Everywhere Jackson went in Europe and Asia, he was still swarmed by fans, even in front of his hotel in Berlin, where Jackson infamously responded to crowds outside, by dangling his infant son off a balcony. Back in the U.S. there were sales of Jackson’s old music, what record companies call his “catalog.” They could also call it their cash cow.

“A catalogue is the greatest asset that a record company is going to have,” says Adelson. “It can be mined and re-mined and repackaged, and as generations pass, it will go ahead and be repackaged again.”

And those songs retain value, experts say, only as long as record companies can convince consumers it’s still okay to buy their old Michael Jackson favorites. It’s the same for hundreds of adult pop and oldies radio stations across the country. They still want listeners to tune in for Jackson’s old hits. If they’re an oldies station playing soul from the 1980s, and they can play “Billie Jean,” that helps define them. That may be one reason, industry experts say, that radio stations gave Jackson that “humanitarian award” last month. They need the public to like Jackson.

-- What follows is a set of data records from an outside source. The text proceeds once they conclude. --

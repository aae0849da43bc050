//! FFmpeg-based converter implementation.

use async_trait::async_trait;
use serde::Deserialize;
use std::path::Path;
use std::process::Stdio;
use std::time::Instant;
use tokio::process::Command;
use tokio::time::{timeout, Duration};
use tracing::debug;

use super::config::ConverterConfig;
use super::error::ConverterError;
use super::traits::Converter;
use super::types::{ConversionJob, ConversionResult, MediaInfo};

/// FFmpeg-based converter implementation.
pub struct FfmpegConverter {
    config: ConverterConfig,
}

impl FfmpegConverter {
    /// Creates a new FFmpeg converter with the given configuration.
    pub fn new(config: ConverterConfig) -> Self {
        Self { config }
    }

    /// Creates a converter with default configuration.
    pub fn with_defaults() -> Self {
        Self::new(ConverterConfig::default())
    }

    /// Parses ffprobe JSON output into MediaInfo.
    fn parse_probe_output(
        path: &Path,
        size_bytes: u64,
        output: &str,
    ) -> Result<MediaInfo, ConverterError> {
        #[derive(Deserialize)]
        struct ProbeOutput {
            format: ProbeFormat,
            #[serde(default)]
            streams: Vec<ProbeStream>,
        }

        #[derive(Deserialize)]
        struct ProbeFormat {
            format_name: String,
            bit_rate: Option<String>,
        }

        #[derive(Deserialize)]
        struct ProbeStream {
            codec_type: String,
            codec_name: Option<String>,
            bit_rate: Option<String>,
            sample_rate: Option<String>,
            channels: Option<u32>,
            bits_per_sample: Option<u32>,
            bits_per_raw_sample: Option<String>,
        }

        let probe: ProbeOutput =
            serde_json::from_str(output).map_err(|e| ConverterError::ParseError {
                reason: format!("Failed to parse ffprobe output: {}", e),
            })?;

        let stream = probe
            .streams
            .iter()
            .find(|s| s.codec_type == "audio")
            .ok_or_else(|| ConverterError::probe_failed("no audio stream"))?;

        // PCM reports bits_per_sample; FLAC and ALAC report bits_per_raw_sample.
        // Lossy codecs report 0 for both.
        let bit_depth = stream
            .bits_per_raw_sample
            .as_ref()
            .and_then(|b| b.parse::<u32>().ok())
            .filter(|b| *b > 0)
            .or(stream.bits_per_sample.filter(|b| *b > 0));

        let bitrate_kbps = stream
            .bit_rate
            .as_ref()
            .or(probe.format.bit_rate.as_ref())
            .and_then(|b| b.parse::<f64>().ok())
            .filter(|b| *b > 0.0)
            .map(|bps| (bps / 1000.0 * 100.0).round() / 100.0);

        Ok(MediaInfo {
            path: path.to_path_buf(),
            size_bytes,
            format: probe.format.format_name,
            audio_codec: stream.codec_name.clone(),
            sample_rate: stream
                .sample_rate
                .as_ref()
                .and_then(|r| r.parse::<u32>().ok()),
            bit_depth,
            channels: stream.channels,
            bitrate_kbps,
        })
    }

    /// Runs a single ffmpeg invocation.
    async fn run_conversion(&self, job: &ConversionJob) -> Result<ConversionResult, ConverterError> {
        let start = Instant::now();

        if !tokio::fs::try_exists(&job.input_path).await? {
            return Err(ConverterError::InputNotFound {
                path: job.input_path.clone(),
            });
        }

        // Ensure output directory exists
        if let Some(parent) = job.output_path.parent() {
            tokio::fs::create_dir_all(parent).await.map_err(|_| {
                ConverterError::OutputDirectoryFailed {
                    path: parent.to_path_buf(),
                }
            })?;
        }

        let args = job.ffmpeg_args();
        debug!(
            "Running ffmpeg command: {} {}",
            self.config.ffmpeg_path.display(),
            args.join(" ")
        );

        let child = Command::new(&self.config.ffmpeg_path)
            .args(&args)
            .stdin(Stdio::null())
            .stdout(Stdio::null())
            .stderr(Stdio::piped())
            .kill_on_drop(true)
            .spawn()
            .map_err(|e| {
                if e.kind() == std::io::ErrorKind::NotFound {
                    ConverterError::FfmpegNotFound {
                        path: self.config.ffmpeg_path.clone(),
                    }
                } else {
                    ConverterError::Io(e)
                }
            })?;

        // Dropping the child on timeout kills it.
        let output = match self.config.timeout_secs {
            Some(timeout_secs) => timeout(
                Duration::from_secs(timeout_secs),
                child.wait_with_output(),
            )
            .await
            .map_err(|_| ConverterError::Timeout { timeout_secs })??,
            None => child.wait_with_output().await?,
        };

        if !output.status.success() {
            let stderr = String::from_utf8_lossy(&output.stderr).trim().to_string();
            return Err(ConverterError::conversion_failed(
                format!("FFmpeg exited with code: {:?}", output.status.code()),
                if stderr.is_empty() { None } else { Some(stderr) },
            ));
        }

        // Verify output exists and get size
        let output_meta = tokio::fs::metadata(&job.output_path)
            .await
            .map_err(|_| ConverterError::conversion_failed("Output file not created", None))?;

        Ok(ConversionResult {
            input_path: job.input_path.clone(),
            output_path: job.output_path.clone(),
            output_size_bytes: output_meta.len(),
            duration_ms: start.elapsed().as_millis() as u64,
            output_format: job.plan.target.extension().to_string(),
        })
    }
}

#[async_trait]
impl Converter for FfmpegConverter {
    fn name(&self) -> &str {
        "ffmpeg"
    }

    async fn probe(&self, path: &Path) -> Result<MediaInfo, ConverterError> {
        let size_bytes = match tokio::fs::metadata(path).await {
            Ok(meta) => meta.len(),
            Err(e) if e.kind() == std::io::ErrorKind::NotFound => {
                return Err(ConverterError::InputNotFound {
                    path: path.to_path_buf(),
                });
            }
            Err(e) => return Err(ConverterError::Io(e)),
        };

        debug!(
            "Running ffprobe command: {} -v quiet -print_format json -show_format -show_streams {}",
            self.config.ffprobe_path.display(),
            path.display()
        );

        let output = Command::new(&self.config.ffprobe_path)
            .args([
                "-v",
                "quiet",
                "-print_format",
                "json",
                "-show_format",
                "-show_streams",
            ])
            .arg(path)
            .stdin(Stdio::null())
            .output()
            .await
            .map_err(|e| {
                if e.kind() == std::io::ErrorKind::NotFound {
                    ConverterError::FfprobeNotFound {
                        path: self.config.ffprobe_path.clone(),
                    }
                } else {
                    ConverterError::Io(e)
                }
            })?;

        if !output.status.success() {
            let stderr = String::from_utf8_lossy(&output.stderr);
            return Err(ConverterError::probe_failed(if stderr.trim().is_empty() {
                "unreadable or unsupported file".to_string()
            } else {
                format!("ffprobe failed: {}", stderr.trim())
            }));
        }

        let stdout = String::from_utf8_lossy(&output.stdout);
        Self::parse_probe_output(path, size_bytes, &stdout)
    }

    async fn convert(&self, job: ConversionJob) -> Result<ConversionResult, ConverterError> {
        self.run_conversion(&job).await
    }

    async fn validate(&self) -> Result<(), ConverterError> {
        let result = Command::new(&self.config.ffmpeg_path)
            .arg("-version")
            .stdin(Stdio::null())
            .output()
            .await;

        match result {
            Ok(output) if output.status.success() => Ok(()),
            Ok(output) => {
                debug!("ffmpeg -version exited with {:?}", output.status.code());
                Err(ConverterError::FfmpegNotFound {
                    path: self.config.ffmpeg_path.clone(),
                })
            }
            Err(e) if e.kind() == std::io::ErrorKind::NotFound => {
                Err(ConverterError::FfmpegNotFound {
                    path: self.config.ffmpeg_path.clone(),
                })
            }
            Err(e) => Err(ConverterError::Io(e)),
        }
    }
}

And so big players in the industry had not backed away from him, or tried to pull Jackson out of the spotlight. Everyone, experts say, has too much invested in him. So a decade’s worth of bizarre behavior doesn’t necessarily mean anyone should intervene, because bizarre behavior sells?

“In many cases, bizarre behavior, not necessarily criminal behavior, but bizarre behavior, is a very marketable trait,” says Adelson.

But now of course, things have entered a new phase. Jackson has strongly denied the allegations. But guilty or innocent, his commercial partners may finally have had enough: Jackson’s special on CBS has been cancelled, and several radio stations have already said they will no longer play his music. But, out of moral considerations? Rolling Stone’s Toure says no, it’s just business. “Winning cures everything,” says Toure. “The nastiest guy in the locker room is cool, as long as the team is winning. But Michael not putting out good music anymore. He’s not making great videos consistently. You know, its kinda like all you’re giving us is allegations of you with boys and it’s not what we want from you.”